Rhoda Delaval Astley (1 July 1725 – 1757) was an English aristocrat and artist. She was married to Edward Astley, with whom she had a daughter and three sons. Lady Astley studied painting with Arthur Pond, who painted her portrait. Seaton Delaval Hall passed from the Delaval family to the Astley family through her descendants.

==Early life==
Rhoda Delaval was born on 1 July 1725 to Captain Francis Blake Delaval (the elder) and Rhoda Apreece and baptized at St George's, Hanover Square in London on 22 July 1725. She was their oldest daughter of 12 children. Her siblings were Anne Hussey, Mary Elizabeth, Sarah, Robert, George, Henry, Ralph, Francis, Edward, Thomas, John. Two years after her birth, her brother, Sir Francis Blake Delaval (the younger) (1727–1771) was born. A brother George, who died as a young adult, also pursued the art of painting with her instructor, Arthur Pond. She was known to be a talented, beautiful woman. One of her sisters was Sarah, Countess of Mexborough.

==Marriage and children==
On 23 May 1751, she married Edward Astley, who became the 4th Baronet of Melton Constable. They lived at 11 Downing Street when in London. Astley gave birth to four children, one daughter and three sons. Editha Rhoda was born 14 April 1755 and died by 12 May, when she was brought to be buried. Edward was born and died by 1757 and Francis was born in 1757. Jacob Henry was born 12 September 1756.

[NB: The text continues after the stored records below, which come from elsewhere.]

use criterion::{BenchmarkId, Criterion, black_box, criterion_group, criterion_main};
use damgard_jurik::{PublicKey, SecretKey, keygen};
use num_bigint::{BigUint, RandBigInt};
use rand::SeedableRng;
use rand::rngs::StdRng;

fn setup(s: u32, rng: &mut StdRng) -> (PublicKey, SecretKey) {
    keygen(128, s, rng).expect("Failed to generate key pair")
}

fn bench_sizes(c: &mut Criterion) {
    let mut rng = StdRng::seed_from_u64(4242);

    let mut group = c.benchmark_group("Damgard-Jurik Encrypt/Decrypt by s");

    for s in [1u32, 2, 3, 4] {
        let (public_key, secret_key) = setup(s, &mut rng);
        let ns = public_key.n.pow(s);
        let messages: Vec<BigUint> = (0..4).map(|_| rng.gen_biguint_below(&ns)).collect();

        // precompute ciphertext for decrypt bench to avoid measuring encrypt twice
        let ciphertext = public_key
            .encrypt(&messages, s, &mut rng)
            .expect("Failed to encrypt");

        group.bench_with_input(BenchmarkId::new("encrypt", s), &messages, |b, m| {
            b.iter(|| black_box(public_key.encrypt(m, s, &mut rng).expect("encrypt")))
        });

        group.bench_with_input(BenchmarkId::new("decrypt", s), &ciphertext, |b, ct| {
            b.iter(|| black_box(secret_key.decrypt(ct).expect("decrypt")))
        });
    }

    group.finish();
}

criterion_group!(benches, bench_sizes);
criterion_main!(benches);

She died in 1757 following the birth of Francis and was buried 21 October 1757 at Widcombe, Bath with her son Edward and daughter Edith Rhoda at a church near the manor.

Edward Astley lived at Melton Constable with his children after her death. Her letters, before and after her marriage, describe the personal daily lives of the people she knew in Northumberland. As the result of Edward and Rhoda's marriage, Seaton Delaval Hall came into the Astley family in 1814 through Jacob, when none of her brothers produced a male heir.

==Artist==
Periodically between 1744 and 1750, Astley studied art under Arthur Pond, who also painted her portrait. She purchased prints for about £1,500 from Pond.

The National Portrait Gallery has the painting of her drawing with pastels. Her painting of Sir Jacob Astley, 1st Baron Astley of Reading was made from a 17th-century original painting. She made a painting of herself and her brother entitled Painting and Poetry, patterned after Bernardino Luini. The painting of Anne Hussey Delaval (1737–1812), Lady Stanhope in the National Trust is attributed to Rhoda Delaval and is loan by Lord Hastings. Lady Anne Delaval Stanhope was Astley's sister. She had been commissioned, for a total of about £300, to paint portraits of her sisters and brothers.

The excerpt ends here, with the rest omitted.